# Replacement Hinge For Freezer Compartment



## frenchfancy (May 21, 2005)

I am trying to locate a replacement hinge for my Dometic fridge/freezer. I have been in touch with Dometic, and given them all the product numbers and fridge/freezer reference, and up to now it has taken 2 weeks to no solution, the trouble is if the drop down door is only supported by one hinge, how long do you think the other one will last, going away for three months, and need to locate a hinge, anyone got any bright ideas please? Sorry forgot to say it is a Swift Sundance 590RS on an 06 plate.


----------



## 99758 (Jun 22, 2006)

i got mine from here




http://www.leisureshopdirect.com/caravan/ventilation/dometic-electrolux_spares$$6.aspx

jon


----------



## spindrifter (Nov 14, 2006)

Try these - always been very helpful.

http://www.rainbowconversions.co.uk/

Good Luck

David


----------



## tramp (May 25, 2005)

hi
try autovanservices at wimborne in dorset , do a search on google or bt for details , usually have very good service and excellent trade conntacts.
www.autovan.co.uk

tramp


----------



## ramos (Nov 1, 2008)

*Fridge hinge*

Hi.
If all else fails.
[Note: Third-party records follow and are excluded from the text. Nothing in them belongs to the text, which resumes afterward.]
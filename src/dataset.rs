use crate::cli::CommonArgs;
use crate::ingest::{self, DataSource, Loaded};
use crate::model::CommitRecord;
use crate::people::{build_views, PersonOverrides, PersonView};
use anyhow::Context;
use std::path::PathBuf;

/// One load of the commit history with everything derived from it.
#[derive(Debug, Clone)]
pub struct Dataset {
    pub rows: Vec<CommitRecord>,
    pub source: Option<PathBuf>,
    pub views: Vec<PersonView>,
    pub overrides: PersonOverrides,
    pub status: String,
}

impl Dataset {
    pub fn from_loaded(loaded: Loaded, overrides: PersonOverrides) -> Self {
        let status = loaded.status();
        let views = build_views(&loaded.rows);
        Self {
            rows: loaded.rows,
            source: Some(loaded.path),
            views,
            overrides,
            status,
        }
    }

    pub fn empty(overrides: PersonOverrides, status: String) -> Self {
        Self {
            rows: Vec::new(),
            source: None,
            views: Vec::new(),
            overrides,
            status,
        }
    }

    /// Loads rows and recomputes every per-person view.
    pub fn open(common: &CommonArgs, show_progress: bool) -> anyhow::Result<Self> {
        let overrides = load_overrides(common)?;
        let loaded = ingest::load(&data_source(common), show_progress)
            .context("Failed to load commit history")?;
        Ok(Self::from_loaded(loaded, overrides))
    }

    /// Like [`Dataset::open`] but a load failure becomes an empty dataset with
    /// a status message instead of an error.
    pub fn open_or_empty(common: &CommonArgs, show_progress: bool) -> anyhow::Result<Self> {
        let overrides = load_overrides(common)?;
        match ingest::load(&data_source(common), show_progress) {
            Ok(loaded) => Ok(Self::from_loaded(loaded, overrides)),
            Err(_) => Ok(Self::empty(overrides, ingest::failure_status())),
        }
    }

    pub fn source_label(&self) -> String {
        self.source
            .as_ref()
            .map(|p| p.to_string_lossy().to_string())
            .unwrap_or_default()
    }

    /// Views whose person name contains `filter` (case-insensitive).
    pub fn filtered_views(&self, filter: Option<&str>) -> Vec<&PersonView> {
        let needle = filter.map(str::to_lowercase);
        self.views
            .iter()
            .filter(|v| match &needle {
                Some(n) => v.person.name.to_lowercase().contains(n),
                None => true,
            })
            .collect()
    }
}

pub fn data_source(common: &CommonArgs) -> DataSource {
    DataSource::new(common.data.clone(), common.file.clone())
}

fn load_overrides(common: &CommonArgs) -> anyhow::Result<PersonOverrides> {
    match &common.overrides {
        Some(path) => PersonOverrides::load(path)
            .with_context(|| format!("Failed to read overrides from {}", path.display())),
        None => Ok(PersonOverrides::default()),
    }
}
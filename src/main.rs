use anyhow::Result;
use gitdash::cli::Cli;

fn main() -> Result<()> {
    let cli = Cli::parse();
    cli.execute()
}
Had similar problem. unable to get genuine hinge. Result. Packet of suitable sized plastic hinges and a tube of super glue. from B & Q. Fixed mine over a year ago still working fine. Hope this helps


----------



## frenchfancy (May 21, 2005)

Thanks for the input guys. I have sourced the hinges from leisurespares.co.uk. Thanks for the help again.


----------